Democracy Watch’s Government Ethics Campaign

DWatch calls on PM to penalize ethics violation by Deputy Minister Fox, and Ethics Committee to recommend mandatory penalties

Ethics law for PM, Cabinet ministers, their staff and top government officials has no penalties for violations of ethics rules – but PM can suspend, demote or fire any Deputy Minister as they all serve at his and Cabinet’s pleasure

In contrast, ethics code for federal government employees has penalties for violations including being fired – ethics law should have mandatory penalties

FOR IMMEDIATE RELEASE:
Tuesday, April 14, 2026

OTTAWA – Today, Democracy Watch called on Prime Minister Mark Carney to penalize Department of Defence Deputy Minister Christiane Fox because she violated Canada’s federal government ethics law by, in her former position as  Deputy Minister of Immigration, Refugees and Citizenship Canada (IRCC), giving preferential treatment to someone she and her husband had past direct connections with by improperly intervening in and trying to influence the hiring of that person even though he wasn’t qualified for the position at IRCC.

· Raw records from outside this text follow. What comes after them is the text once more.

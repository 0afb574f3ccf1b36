//! Expert strategy: Nim-sum play with a misère endgame correction.
//!
//! Outside the endgame the expert plays normal-play Nim, moving to a zero
//! Nim-sum. Close to the end the parity of single-pin heaps is what matters:
//! leaving the opponent an odd number of them wins, leaving an even number
//! (or none at all) loses.

use crate::analysis::{heap_count, is_endgame, nim_sum};
use crate::core::{Board, GameRng, Move};
use crate::rules::{legal_moves, successor};

use super::policy::Strategy;

/// How a candidate move leaves the board for the opponent.
#[derive(Clone, Copy, Debug, PartialEq, Eq)]
pub enum Continuation {
    /// Only single pins remain and there is an odd number of them.
    OddUnits,
    /// Only single pins remain and there is an even number of them,
    /// including the empty board.
    EvenUnits,
    /// Larger blocks remain and the Nim-sum is zero.
    Balanced,
    /// Larger blocks remain and the Nim-sum is non-zero.
    Unbalanced,
}

impl Continuation {
    /// Classify the board the opponent will face.
    #[must_use]
    pub fn of(next: &Board) -> Self {
        if is_endgame(next) {
            if heap_count(next) % 2 == 1 {
                Continuation::OddUnits
            } else {
                Continuation::EvenUnits
            }
        } else if nim_sum(next) == 0 {
            Continuation::Balanced
        } else {
            Continuation::Unbalanced
        }
    }
}

/// Optimal-play opponent.
///
/// Candidate moves are shuffled first, so among equally good moves the
/// choice depends only on the RNG.
#[derive(Clone, Copy, Debug, Default)]
pub struct Expert;

impl Strategy for Expert {
    fn name(&self) -> &'static str {
        "expert"
    }

    fn select_move(&self, board: &Board, rng: &mut GameRng) -> Option<Move> {
        let mut moves = legal_moves(board);
        rng.shuffle(&mut moves);

        let first = *moves.first()?;

        // Only single pins left: every move removes one heap.
        if is_endgame(board) {
            tracing::debug!(%board, mv = %first, "expert in unit endgame");
            return Some(first);
        }

        for mv in &moves {
            let next = successor(board, mv);
            match Continuation::of(&next) {
                Continuation::OddUnits | Continuation::Balanced => {
                    tracing::debug!(%board, %next, mv = %mv, "expert found winning move");
                    return Some(*mv);
                }
                // Leaving an even number of single pins hands the opponent
                // the misère win, even though the Nim-sum is zero.
                Continuation::EvenUnits | Continuation::Unbalanced => {}
            }
        }

        let fallback = rng.choose(&moves).copied();
        tracing::debug!(%board, "expert has no winning move, playing at random");
        fallback
    }
}

#[cfg(test)]
mod tests {
    use super::*;
    use crate::rules::apply_move;

    fn board(rows: Vec<Vec<u32>>) -> Board {
        Board::from_rows(rows).unwrap()
    }

    #[test]
    fn test_continuation_classes() {
        assert_eq!(Continuation::of(&board(vec![vec![1, 1, 1]])), Continuation::OddUnits);
        assert_eq!(Continuation::of(&board(vec![vec![1], vec![1]])), Continuation::EvenUnits);
        assert_eq!(Continuation::of(&Board::empty()), Continuation::EvenUnits);
        assert_eq!(Continuation::of(&board(vec![vec![2, 2]])), Continuation::Balanced);
        assert_eq!(Continuation::of(&Board::initial()), Continuation::Unbalanced);
    }

    #[test]
    fn test_empty_board_has_no_move() {
        assert_eq!(Expert.select_move(&Board::empty(), &mut GameRng::new(1)), None);
    }

    #[test]
    fn test_three_unit_heaps_leaves_two() {
        let start = board(vec![vec![1, 1, 1]]);
        for seed in 0..20 {
            let mv = Expert.select_move(&start, &mut GameRng::new(seed)).unwrap();
            let next = apply_move(&start, &mv).unwrap();
            assert_eq!(next, board(vec![vec![1, 1]]));
        }
    }

    #[test]
    fn test_avoids_taking_last_pin() {
        // Taking both pins of the 2 would empty the board.
        let start = board(vec![vec![2]]);
        for seed in 0..20 {
            let mv = Expert.select_move(&start, &mut GameRng::new(seed)).unwrap();
            assert_eq!(mv.count, 1);
        }
    }

    #[test]
    fn test_leaves_odd_units() {
        // [1, 1, 2]: reducing the 2 to a single pin leaves three units.
        let start = board(vec![vec![1, 1, 2]]);
        for seed in 0..20 {
            let mv = Expert.select_move(&start, &mut GameRng::new(seed)).unwrap();
            let next = apply_move(&start, &mv).unwrap();
            assert_eq!(next, board(vec![vec![1, 1, 1]]));
        }
    }

    #[test]
    fn test_balances_initial_position() {
        let start = Board::initial();
        for seed in 0..50 {
            let mv = Expert.select_move(&start, &mut GameRng::new(seed)).unwrap();
            let next = apply_move(&start, &mv).unwrap();
            assert_eq!(nim_sum(&next), 0, "seed {seed} played {mv}");
        }
    }

    #[test]
    fn test_same_seed_same_move() {
        let start = Board::initial();
        let a = Expert.select_move(&start, &mut GameRng::new(9));
        let b = Expert.select_move(&start, &mut GameRng::new(9));
        assert_eq!(a, b);
    }
}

Federal Conflict of Interest and Ethics Commissioner Konrad von Finckenstein issued a ruling last week finding her guilty of violating the Conflict of Interest Act (COIA), which applies to the Prime Minister, Cabinet ministers, their staff and almost 3,000 of the top Cabinet-appointed federal government officials.

Democracy Watch also called on the House Ethics Committee, which is completing its first review since 2012 of the ethics law, to recommend a sliding scale of significant, mandatory penalties for violations of key ethics rules in the COIA.  The Committee has met behind closed doors six times since February 23rd considering its draft report on recommendations for closing huge loopholes in the COIA and for strengthening enforcement of the law, including establishing penalties for ethics violations.

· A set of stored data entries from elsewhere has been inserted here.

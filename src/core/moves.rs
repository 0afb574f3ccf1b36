//! Move representation.
//!
//! A move removes `count` contiguous pins from one block, starting `start`
//! pins in from the block's left edge. Whatever is left on either side of
//! the removed run becomes a new block.

use serde::{Deserialize, Serialize};

/// A single move: `(row, block, start, count)`.
///
/// ## Example
///
/// ```
/// use pins::core::Move;
///
/// // Take the middle pin out of the first block of row 0.
/// let mv = Move::new(0, 0, 1, 1);
/// assert_eq!(mv.remainders(3), (1, 1));
/// ```
#[derive(Clone, Copy, Debug, PartialEq, Eq, Hash, Serialize, Deserialize)]
pub struct Move {
    /// Row index (0-based).
    pub row: usize,

    /// Block index within the row (0-based).
    pub block: usize,

    /// Offset of the first removed pin within the block.
    pub start: u32,

    /// Number of contiguous pins removed.
    pub count: u32,
}

impl Move {
    /// Create a move.
    #[must_use]
    pub const fn new(row: usize, block: usize, start: u32, count: u32) -> Self {
        Self {
            row,
            block,
            start,
            count,
        }
    }

    /// One past the last removed pin, saturating at `u32::MAX`.
    #[must_use]
    pub const fn end(&self) -> u32 {
        self.start.saturating_add(self.count)
    }

    /// Check that this move fits inside a block of `block_size` pins.
    #[must_use]
    pub const fn fits(&self, block_size: u32) -> bool {
        self.count >= 1 && self.start as u64 + self.count as u64 <= block_size as u64
    }

    /// Sizes of the left and right remainders left behind in a block of
    /// `block_size`. Either may be zero.
    ///
    /// Only meaningful when the move `fits`; otherwise the right remainder
    /// saturates to zero.
    #[must_use]
    pub const fn remainders(&self, block_size: u32) -> (u32, u32) {
        (self.start, block_size.saturating_sub(self.end()))
    }

    /// Check if this move takes the whole block.
    #[must_use]
    pub const fn takes_whole(&self, block_size: u32) -> bool {
        self.start == 0 && self.count == block_size
    }
}

impl std::fmt::Display for Move {
    fn fmt(&self, f: &mut std::fmt::Formatter<'_>) -> std::fmt::Result {
        write!(
            f,
            "take {} from row {} block {} at offset {}",
            self.count,
            self.row + 1,
            self.block + 1,
            self.start
        )
    }
}
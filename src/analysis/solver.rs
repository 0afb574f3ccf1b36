//! Exact misère solver.
//!
//! Rows and block order are irrelevant to who wins, so positions are keyed
//! by the sorted multiset of block sizes and memoized. The state space from
//! `[3, 5, 7]` has only a few hundred such multisets.
//!
//! The expert strategy does not use this; it exists to check the expert's
//! play and to answer "is this position won?" for the player to move.

use rustc_hash::FxHashMap;
use smallvec::SmallVec;

use crate::core::{Board, Move};
use crate::rules::{legal_moves, successor};

type Heaps = SmallVec<[u32; 8]>;

fn heaps_of(board: &Board) -> Heaps {
    let mut heaps: Heaps = board.blocks().collect();
    heaps.sort_unstable();
    heaps
}

/// Memoizing win/loss solver for the player to move.
#[derive(Clone, Debug, Default)]
pub struct MisereSolver {
    memo: FxHashMap<Heaps, bool>,
}

impl MisereSolver {
    /// Create a solver with an empty memo.
    #[must_use]
    pub fn new() -> Self {
        Self::default()
    }

    /// Number of distinct positions solved so far.
    #[must_use]
    pub fn positions_solved(&self) -> usize {
        self.memo.len()
    }

    /// Check if the player to move wins with perfect play.
    ///
    /// On the empty board the opponent has just taken the last pin, so the
    /// player to move has already won.
    pub fn is_winning(&mut self, board: &Board) -> bool {
        self.solve(heaps_of(board))
    }

    /// Moves that leave the opponent in a lost position.
    pub fn winning_moves(&mut self, board: &Board) -> Vec<Move> {
        legal_moves(board)
            .into_iter()
            .filter(|mv| !self.is_winning(&successor(board, mv)))
            .collect()
    }

    fn solve(&mut self, heaps: Heaps) -> bool {
        if heaps.is_empty() {
            return true;
        }
        if let Some(&known) = self.memo.get(&heaps) {
            return known;
        }

        let mut winning = false;
        'search: for (i, &size) in heaps.iter().enumerate() {
            // Equal heaps produce identical successors.
            if i > 0 && heaps[i - 1] == size {
                continue;
            }
            for count in 1..=size {
                // Mirror-image starts give the same remainders.
                for start in 0..=(size - count) / 2 {
                    let right = size - count - start;
                    let mut next: Heaps = heaps.clone();
                    next.remove(i);
                    next.extend([start, right].into_iter().filter(|&n| n > 0));
                    next.sort_unstable();
                    if !self.solve(next) {
                        winning = true;
                        break 'search;
                    }
                }
            }
        }

        self.memo.insert(heaps, winning);
        winning
    }
}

Democracy Watch’s testimony before the Ethics Committee on October 1, 2025, and first submission to the Committee in November (en français), called on the Committee to recommend closing a “dirty dozen” unethical loopholes and seven key changes to strengthen enforcement of the COIA, including establishing a sliding scale of mandatory, significant penalties for violations so people like Fox are not let off without any penalty as many others have been in the past including former Prime Minister Trudeau (twice) and past and still current Cabinet minister Dominic LeBlanc.

Have the Liberal MPs on the Ethics Committee deliberately delayed the finalizing of the report for six meetings with the hope that they would get a majority government through unethical floor-crossings and yesterday’s by-elections and, after that, prorogue Parliament or pass a resolution in the House to give the Liberals a majority of seats on each House committee so they could control what the report says?  On March 31st, Prime Minister Mark Carney stated publicly that he would not prorogue Parliament or restructure House committees if the Liberals obtain a majority.  In any case, the Liberals won’t have a majority of seats until the three new MPs actually enter Parliament which won’t likely happen for another week or so, which gives the Ethics Committee ample time to complete its report on the COIA.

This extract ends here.